§ **Data to use**:
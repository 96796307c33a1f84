//! HTTP surface of the dashboard: routes, middleware, health and shutdown.

pub mod config;
pub mod error;
pub mod handlers;
pub mod middleware;
pub mod module;
pub mod shutdown;

pub use config::NetworkConfig;
pub use error::ApiError;
pub use handlers::AppState;
pub use module::{build_router, NetworkModule};
pub use shutdown::{HealthState, InFlightGuard, ShutdownController};
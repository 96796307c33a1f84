//! Vehicle store backends and their shared configuration and error types.
//!
//! - [`MemoryVehicleStore`](datastores::MemoryVehicleStore): evaluates the
//!   aggregations in process with `carlens_core::aggregate`
//! - `MongoVehicleStore` (feature `mongodb`): runs them server-side as
//!   aggregation pipelines

pub mod config;
pub mod datastores;
pub mod error;

pub use config::*;
pub use datastores::*;
pub use error::*;
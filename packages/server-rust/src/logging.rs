//! Process-wide `tracing` subscriber.

use std::str::FromStr;

use tracing_subscriber::layer::SubscriberExt;
use tracing_subscriber::util::SubscriberInitExt;
use tracing_subscriber::EnvFilter;

/// Output format of the log lines.
#[derive(Debug, Clone, Copy, Default, PartialEq, Eq)]
pub enum LogFormat {
    /// Human-readable, for terminals.
    #[default]
    Text,
    /// One JSON object per line, for log shippers.
    Json,
}

impl FromStr for LogFormat {
    type Err = String;

    fn from_str(s: &str) -> Result<Self, Self::Err> {
        match s.to_ascii_lowercase().as_str() {
            "text" | "pretty" => Ok(Self::Text),
            "json" => Ok(Self::Json),
            other => Err(format!("unknown log format `{other}` (expected text or json)")),
        }
    }
}

/// Installs the global subscriber. `RUST_LOG` overrides the default `info`.
///
/// # Errors
///
/// Fails if a global subscriber is already installed.
pub fn init_tracing(format: LogFormat) -> anyhow::Result<()> {
    let filter = EnvFilter::try_from_default_env().unwrap_or_else(|_| EnvFilter::new("info"));
    let registry = tracing_subscriber::registry().with(filter);

    match format {
        LogFormat::Json => registry
            .with(tracing_subscriber::fmt::layer().json())
            .try_init()?,
        LogFormat::Text => registry.with(tracing_subscriber::fmt::layer()).try_init()?,
    }
    Ok(())
}
//! HTTP listener configuration for the dashboard server.

use std::time::Duration;

/// Bind address, CORS policy and request limits.
#[derive(Debug, Clone)]
pub struct NetworkConfig {
    /// Bind address for the server.
    pub host: String,
    /// Port to listen on. 0 means OS-assigned.
    pub port: u16,
    /// Allowed CORS origins. `"*"` allows any origin.
    pub cors_origins: Vec<String>,
    /// Maximum time to spend on one request, including every store query
    /// it triggers.
    pub request_timeout: Duration,
    /// Maximum time to wait for in-flight requests after shutdown is signalled.
    pub drain_timeout: Duration,
}

impl Default for NetworkConfig {
    fn default() -> Self {
        Self {
            host: "0.0.0.0".to_string(),
            port: 0,
            cors_origins: vec!["*".to_string()],
            request_timeout: Duration::from_secs(30),
            drain_timeout: Duration::from_secs(30),
        }
    }
}

impl NetworkConfig {
    /// `host:port` as passed to the listener.
    #[must_use]
    pub fn bind_address(&self) -> String {
        format!("{}:{}", self.host, self.port)
    }
}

§ **Work instruction**: Lines containing the string "layer" in the entries above should be counted. State that number alone.

§ **Written answer**: 3